The point of view you give of quantizing phase space is not so good. If you have a classical phase space, there will be more than one quantum analog, differing by commutator terms that vanish classically. I never found the idea that you start with a classical system particularly lucid--- the quantum system is defined by the path integral, and the answer must always be found in the path integral itself.

In 4d, as you said in the comments, the problem is sidestepped by using N=1 superspace plus the appropriate R symmetry, which rotate the different SUSY's into each other, ensuring that the full SUSY is there. In order for the theory to be SUSY, you just have to check that the theory is N=1 and that the R-symmetry is good. This is usually manifest, since the R symmmetry is simple global rotation of fields into each other. But this doesn't work in 10 or 11 dimensions.

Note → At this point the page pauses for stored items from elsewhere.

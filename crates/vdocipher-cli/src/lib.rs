use anyhow::Context;
use serde_json::Value as JsonValue;
use vdocipher_api_client::{Watermark, WatermarkSetting};

/// Parse a JSON object argument (player settings and the like).
pub fn parse_json_object(raw: &str) -> anyhow::Result<JsonValue> {
    let value: JsonValue = serde_json::from_str(raw).context("Argument is not valid JSON")?;
    if !value.is_object() {
        return Err(anyhow::anyhow!("Expected a JSON object, got: {}", raw));
    }
    Ok(value)
}

/// Parse a JSON array of watermark objects.
pub fn parse_watermarks(raw: &str) -> anyhow::Result<Vec<Watermark>> {
    serde_json::from_str(raw).context("Watermarks must be a JSON array of watermark objects")
}

/// Resolve `--no-watermarks` / `--watermarks` into a setting.
pub fn watermark_setting(disabled: bool, custom: Option<&str>) -> anyhow::Result<WatermarkSetting> {
    match (disabled, custom) {
        (true, Some(_)) => Err(anyhow::anyhow!(
            "--no-watermarks and --watermarks cannot be used together"
        )),
        (true, None) => Ok(WatermarkSetting::Disabled),
        (false, Some(raw)) => Ok(WatermarkSetting::Custom(parse_watermarks(raw)?)),
        (false, None) => Ok(WatermarkSetting::Default),
    }
}


/// Initialize tracing for CLI binaries.
pub fn init_tracing() {
    tracing_subscriber::fmt()
        .with_env_filter(
            tracing_subscriber::EnvFilter::try_from_default_env()
                .unwrap_or_else(|_| tracing_subscriber::EnvFilter::new("info")),
        )
        .with_writer(std::io::stderr)
        .init();
}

A part of the answer suggested by Qmechanic, the Schwinger Dyson equation (Heisenberg equation of motion) is obeyed by the field operators, so the variation really does vanish as an operator, in a certain sense described precisely below. But this is not a complete answer because it isn't true that everything that vanishes classically when the equations of motion are satisfied also vanishes quantum mechanically, in the path integral. The reason is that the quantities in the path integral can be multiplied at the same point in space and time, and there are singularities of the coinciding operator products which make the naive equations of motion fail in exactly the type of expressions that occur in the action.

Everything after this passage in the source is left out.